- **WORK TO BE COMPLETED**: Only the number is wanted: count the lines in the data with "NamedTempFile" in them.

- **RECORDS FOR PROCESSING**:
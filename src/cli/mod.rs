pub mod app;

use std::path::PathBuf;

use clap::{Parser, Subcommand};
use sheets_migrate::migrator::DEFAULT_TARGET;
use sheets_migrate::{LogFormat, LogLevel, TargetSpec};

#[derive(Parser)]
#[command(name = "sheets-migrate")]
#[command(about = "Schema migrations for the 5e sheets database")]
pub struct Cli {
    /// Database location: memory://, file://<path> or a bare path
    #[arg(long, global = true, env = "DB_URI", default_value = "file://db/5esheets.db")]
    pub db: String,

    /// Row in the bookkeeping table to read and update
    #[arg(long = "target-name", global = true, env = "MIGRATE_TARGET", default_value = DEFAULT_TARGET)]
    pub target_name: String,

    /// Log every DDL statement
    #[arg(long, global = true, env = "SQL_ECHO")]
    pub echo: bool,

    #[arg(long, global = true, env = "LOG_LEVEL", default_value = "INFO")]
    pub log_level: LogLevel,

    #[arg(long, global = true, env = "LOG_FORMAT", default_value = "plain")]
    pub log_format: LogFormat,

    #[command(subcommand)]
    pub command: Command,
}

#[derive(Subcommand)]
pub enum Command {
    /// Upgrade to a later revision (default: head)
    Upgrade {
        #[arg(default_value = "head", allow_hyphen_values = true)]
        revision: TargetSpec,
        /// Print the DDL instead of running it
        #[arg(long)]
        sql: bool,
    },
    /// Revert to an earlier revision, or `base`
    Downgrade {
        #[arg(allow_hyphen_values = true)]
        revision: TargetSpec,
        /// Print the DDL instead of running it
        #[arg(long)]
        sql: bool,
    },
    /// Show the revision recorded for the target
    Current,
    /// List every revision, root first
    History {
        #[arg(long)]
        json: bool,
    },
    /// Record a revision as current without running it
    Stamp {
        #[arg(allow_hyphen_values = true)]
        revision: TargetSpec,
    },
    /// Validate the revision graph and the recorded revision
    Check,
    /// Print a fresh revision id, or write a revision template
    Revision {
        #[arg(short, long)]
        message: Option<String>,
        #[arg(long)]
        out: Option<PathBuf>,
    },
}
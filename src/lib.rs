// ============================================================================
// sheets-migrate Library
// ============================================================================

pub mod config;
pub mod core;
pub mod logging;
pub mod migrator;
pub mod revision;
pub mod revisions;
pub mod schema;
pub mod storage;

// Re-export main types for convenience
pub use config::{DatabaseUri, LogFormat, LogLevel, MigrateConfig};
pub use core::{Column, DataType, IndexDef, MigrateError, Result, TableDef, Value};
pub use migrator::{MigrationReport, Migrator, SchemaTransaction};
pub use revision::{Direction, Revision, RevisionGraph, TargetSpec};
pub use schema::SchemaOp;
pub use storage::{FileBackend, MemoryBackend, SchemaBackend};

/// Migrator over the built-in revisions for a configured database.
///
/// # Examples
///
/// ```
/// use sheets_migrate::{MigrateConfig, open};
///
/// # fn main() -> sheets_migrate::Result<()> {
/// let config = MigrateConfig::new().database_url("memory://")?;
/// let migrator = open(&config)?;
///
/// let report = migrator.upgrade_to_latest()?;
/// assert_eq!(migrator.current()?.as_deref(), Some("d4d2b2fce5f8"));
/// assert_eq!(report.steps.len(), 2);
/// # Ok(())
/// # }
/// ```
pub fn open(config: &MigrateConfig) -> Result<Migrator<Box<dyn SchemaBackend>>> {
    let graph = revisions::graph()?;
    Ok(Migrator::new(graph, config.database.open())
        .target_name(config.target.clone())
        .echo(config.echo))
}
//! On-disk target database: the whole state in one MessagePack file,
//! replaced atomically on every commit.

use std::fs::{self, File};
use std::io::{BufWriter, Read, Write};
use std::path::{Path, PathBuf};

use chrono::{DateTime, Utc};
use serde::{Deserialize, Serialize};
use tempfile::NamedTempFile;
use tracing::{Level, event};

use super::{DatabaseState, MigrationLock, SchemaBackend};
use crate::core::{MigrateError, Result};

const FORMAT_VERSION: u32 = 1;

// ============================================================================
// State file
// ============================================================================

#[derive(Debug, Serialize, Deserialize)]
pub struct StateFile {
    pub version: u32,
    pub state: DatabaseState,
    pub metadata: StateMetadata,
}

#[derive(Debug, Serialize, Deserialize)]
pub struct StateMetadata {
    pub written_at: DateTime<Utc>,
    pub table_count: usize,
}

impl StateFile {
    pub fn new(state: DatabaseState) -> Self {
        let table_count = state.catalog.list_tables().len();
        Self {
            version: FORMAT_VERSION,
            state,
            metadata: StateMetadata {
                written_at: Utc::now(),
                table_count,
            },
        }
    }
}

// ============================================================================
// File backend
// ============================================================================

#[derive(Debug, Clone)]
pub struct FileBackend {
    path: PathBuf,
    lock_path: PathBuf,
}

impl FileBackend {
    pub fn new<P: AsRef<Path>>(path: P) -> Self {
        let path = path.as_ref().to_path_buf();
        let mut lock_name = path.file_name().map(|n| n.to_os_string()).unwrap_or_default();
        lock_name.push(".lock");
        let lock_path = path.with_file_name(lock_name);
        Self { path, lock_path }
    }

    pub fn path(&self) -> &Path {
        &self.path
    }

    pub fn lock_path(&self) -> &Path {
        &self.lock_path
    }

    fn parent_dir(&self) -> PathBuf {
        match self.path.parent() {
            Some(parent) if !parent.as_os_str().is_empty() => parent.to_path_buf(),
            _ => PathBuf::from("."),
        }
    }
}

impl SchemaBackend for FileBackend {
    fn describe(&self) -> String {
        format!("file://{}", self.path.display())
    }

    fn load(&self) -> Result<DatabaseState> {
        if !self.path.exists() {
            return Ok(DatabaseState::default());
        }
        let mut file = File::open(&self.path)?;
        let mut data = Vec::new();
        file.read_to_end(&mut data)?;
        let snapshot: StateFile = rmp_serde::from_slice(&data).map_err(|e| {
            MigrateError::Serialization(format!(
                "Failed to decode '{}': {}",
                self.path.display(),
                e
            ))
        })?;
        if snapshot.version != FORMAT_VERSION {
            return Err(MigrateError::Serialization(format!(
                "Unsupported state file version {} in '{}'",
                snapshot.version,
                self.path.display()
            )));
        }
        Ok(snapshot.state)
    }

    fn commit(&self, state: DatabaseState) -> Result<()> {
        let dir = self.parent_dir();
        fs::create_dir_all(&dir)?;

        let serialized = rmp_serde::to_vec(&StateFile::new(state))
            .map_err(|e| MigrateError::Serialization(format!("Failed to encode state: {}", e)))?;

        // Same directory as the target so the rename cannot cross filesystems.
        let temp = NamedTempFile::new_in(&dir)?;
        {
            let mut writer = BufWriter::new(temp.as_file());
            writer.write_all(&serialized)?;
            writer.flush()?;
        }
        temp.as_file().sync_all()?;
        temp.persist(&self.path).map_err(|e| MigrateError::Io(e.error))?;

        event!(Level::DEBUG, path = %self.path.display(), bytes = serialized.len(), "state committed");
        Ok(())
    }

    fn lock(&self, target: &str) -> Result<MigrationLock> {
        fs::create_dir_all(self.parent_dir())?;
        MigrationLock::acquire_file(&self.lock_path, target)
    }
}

- **OUTPUT FOR THIS EXERCISE**: 2